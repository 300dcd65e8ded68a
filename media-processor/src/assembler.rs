//! Chunk assembly
//!
//! Once every chunk of a profile is encoded, the outputs are concatenated
//! in segment order into one whole-file encode and the chunk records go away.
// Copyright 2025 Francisco F. Pinochet
//
// Licensed under the Apache License, Version 2.0 (the "License");
// you may not use this file except in compliance with the License.
// You may obtain a copy of the License at
//
//     http://www.apache.org/licenses/LICENSE-2.0
//
// Unless required by applicable law or agreed to in writing, software
// distributed under the License is distributed on an "AS IS" BASIS,
// WITHOUT WARRANTIES OR CONDITIONS OF ANY KIND, either express or implied.
// See the License for the specific language governing permissions and
// limitations under the License.


use crate::chunker::{ordered_chunks, remove_chunks};
use crate::command::Invocation;
use crate::encoder::move_file;
use crate::error::{PipelineError, Result};
use crate::pipeline::Pipeline;
use cinecore_types::{Container, EncodingJob, EncodingStatus};
use std::collections::HashMap;
use std::path::{Path, PathBuf};
use tokio_util::sync::CancellationToken;
use tracing::{debug, error, info, warn};

/// One `file '...'` line per chunk, quotes escaped for the concat demuxer
pub fn concat_list(paths: &[PathBuf]) -> String {
    let mut list = String::new();
    for path in paths {
        let escaped = path.to_string_lossy().replace('\'', "'\\''");
        list.push_str(&format!("file '{}'\n", escaped));
    }
    list
}

pub fn concat_invocation(ffmpeg: &Path, list: &Path, container: Container, output: &Path) -> Invocation {
    let mut cmd = Invocation::new(ffmpeg)
        .args(["-y", "-f", "concat", "-safe", "0", "-i"])
        .path_arg(list)
        .args(["-c", "copy"]);
    if container == Container::Mp4 {
        cmd = cmd.args(["-movflags", "+faststart"]);
    }
    cmd.path_arg(output)
}

/// Try to assemble the profile `finished` belongs to. Returns the
/// whole-file record when assembly ran, `None` while chunks are missing.
pub async fn try_assemble(p: &Pipeline, finished: &EncodingJob) -> Result<Option<EncodingJob>> {
    let chunk = match &finished.chunk {
        Some(chunk) => chunk,
        None => return Ok(None),
    };
    let ordered = ordered_chunks(&chunk.chunks_info);
    if ordered.is_empty() {
        return Ok(None);
    }

    let siblings: Vec<EncodingJob> = p
        .store
        .jobs_for_media(&finished.media_id)
        .await?
        .into_iter()
        .filter(|j| j.profile_id == finished.profile_id && j.is_chunk())
        .collect();

    let done: HashMap<String, &EncodingJob> = siblings
        .iter()
        .filter(|j| j.status == EncodingStatus::Success && j.media_file.is_some())
        .filter_map(|j| j.chunk.as_ref().map(|c| (c.path_key(), j)))
        .collect();

    let mut outputs = Vec::with_capacity(ordered.len());
    let mut claim = None;
    for path in &ordered {
        match done.get(&*path.to_string_lossy()) {
            Some(job) => {
                claim.get_or_insert(job.id);
                outputs.extend(job.media_file.clone());
            }
            None => {
                debug!(
                    media_id = %finished.media_id,
                    profile = finished.profile_id,
                    done = done.len(),
                    total = ordered.len(),
                    "Chunks still encoding"
                );
                return Ok(None);
            }
        }
    }

    let claim = match claim {
        Some(id) => id,
        None => return Ok(None),
    };
    // the first chunk's record is the claim: only the caller whose delete
    // removed it assembles, every other finisher backs off
    if !p.store.delete_job(claim).await? {
        debug!(
            media_id = %finished.media_id,
            profile = finished.profile_id,
            "Assembly already claimed"
        );
        return Ok(None);
    }
    for job in siblings.iter().filter(|j| j.id != claim) {
        p.store.delete_job(job.id).await?;
    }

    let media = p.require_media(&finished.media_id).await?;
    let profile = p
        .store
        .get_profile(finished.profile_id)
        .await?
        .ok_or(PipelineError::ProfileNotFound(finished.profile_id))?;

    let dest = media
        .media_dir(&p.config.paths.media_root)
        .join("encoded")
        .join(profile.id.to_string())
        .join(format!("{}.{}", media.file_stem(), profile.extension.extension()));

    tokio::fs::create_dir_all(&p.config.paths.temp_dir).await?;
    let workdir = tempfile::Builder::new()
        .prefix("concat-")
        .tempdir_in(&p.config.paths.temp_dir)?;
    let list = workdir.path().join("chunks.txt");
    tokio::fs::write(&list, concat_list(&outputs)).await?;
    let tmp_output = workdir
        .path()
        .join(format!("assembled.{}", profile.extension.extension()));
    let invocation = concat_invocation(p.builder.ffmpeg(), &list, profile.extension, &tmp_output);

    let mut whole = EncodingJob::pending(media.id.clone(), profile.id, None);
    whole.retries_remaining = 0;
    whole.start(
        finished.task_id.clone().unwrap_or_default(),
        p.worker_name(),
    )?;
    whole.commands = vec![invocation.render()];
    whole.total_run_time = siblings.iter().map(|j| j.total_run_time).sum();

    let assembled = match p
        .runner
        .run_to_end(&invocation, CancellationToken::new(), |_| {})
        .await
    {
        Ok(tail) => move_file(&tmp_output, &dest)
            .await
            .map(|()| tail)
            .map_err(|e| format!("Failed to move assembled file: {}", e)),
        Err(e) => Err(e.log_text()),
    };

    match assembled {
        Ok(tail) => {
            whole.set_logs(&tail);
            whole.succeed(&dest)?;
            info!(
                media_id = %media.id,
                profile = profile.id,
                chunks = outputs.len(),
                output = %dest.display(),
                "Assembled chunk encodes"
            );
        }
        Err(logs) => {
            error!(media_id = %media.id, profile = profile.id, "Chunk concatenation failed");
            whole.fail(&logs, true)?;
        }
    }

    let existing = p.store.jobs_for_key(&whole.key()).await?;
    if whole.status == EncodingStatus::Fail
        && existing.iter().any(|j| j.status == EncodingStatus::Success)
    {
        warn!(
            media_id = %media.id,
            profile = profile.id,
            "Keeping the existing whole-file encode over a failed assembly"
        );
    } else {
        p.store.replace_active(&whole).await?;
    }

    for job in &siblings {
        if let Some(file) = &job.media_file {
            if let Err(e) = tokio::fs::remove_file(file).await {
                if e.kind() != std::io::ErrorKind::NotFound {
                    warn!(file = %file.display(), error = %e, "Failed to remove chunk output");
                }
            }
        }
    }

    let remaining = p
        .store
        .jobs_for_media(&media.id)
        .await?
        .iter()
        .filter(|j| j.is_chunk())
        .count();
    if remaining == 0 {
        remove_chunks(&chunk.chunks_info).await;
    }

    Ok(Some(whole))
}

#[cfg(test)]
mod tests {
    use super::*;

    #[test]
    fn test_concat_list_escapes_quotes() {
        let list = concat_list(&[
            PathBuf::from("/m/01_a.mp4"),
            PathBuf::from("/m/it's.mp4"),
        ]);
        assert_eq!(list, "file '/m/01_a.mp4'\nfile '/m/it'\\''s.mp4'\n");
    }

    #[test]
    fn test_concat_invocation() {
        let cmd = concat_invocation(
            Path::new("ffmpeg"),
            Path::new("/t/list.txt"),
            Container::Mp4,
            Path::new("/t/out.mp4"),
        );
        assert_eq!(
            cmd.render(),
            "ffmpeg -y -f concat -safe 0 -i /t/list.txt -c copy -movflags +faststart /t/out.mp4"
        );

        let webm = concat_invocation(
            Path::new("ffmpeg"),
            Path::new("/t/list.txt"),
            Container::Webm,
            Path::new("/t/out.webm"),
        );
        assert!(!webm.render().contains("faststart"));
    }
}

Task instructions: Copy out the lines above exactly, beginning at the one that contains "for job in &siblings" and ending at the one that contains "if remaining == 0".

Expected answer:
    for job in &siblings {
        if let Some(file) = &job.media_file {
            if let Err(e) = tokio::fs::remove_file(file).await {
                if e.kind() != std::io::ErrorKind::NotFound {
                    warn!(file = %file.display(), error = %e, "Failed to remove chunk output");
                }
            }
        }
    }

    let remaining = p
        .store
        .jobs_for_media(&media.id)
        .await?
        .iter()
        .filter(|j| j.is_chunk())
        .count();
    if remaining == 0 {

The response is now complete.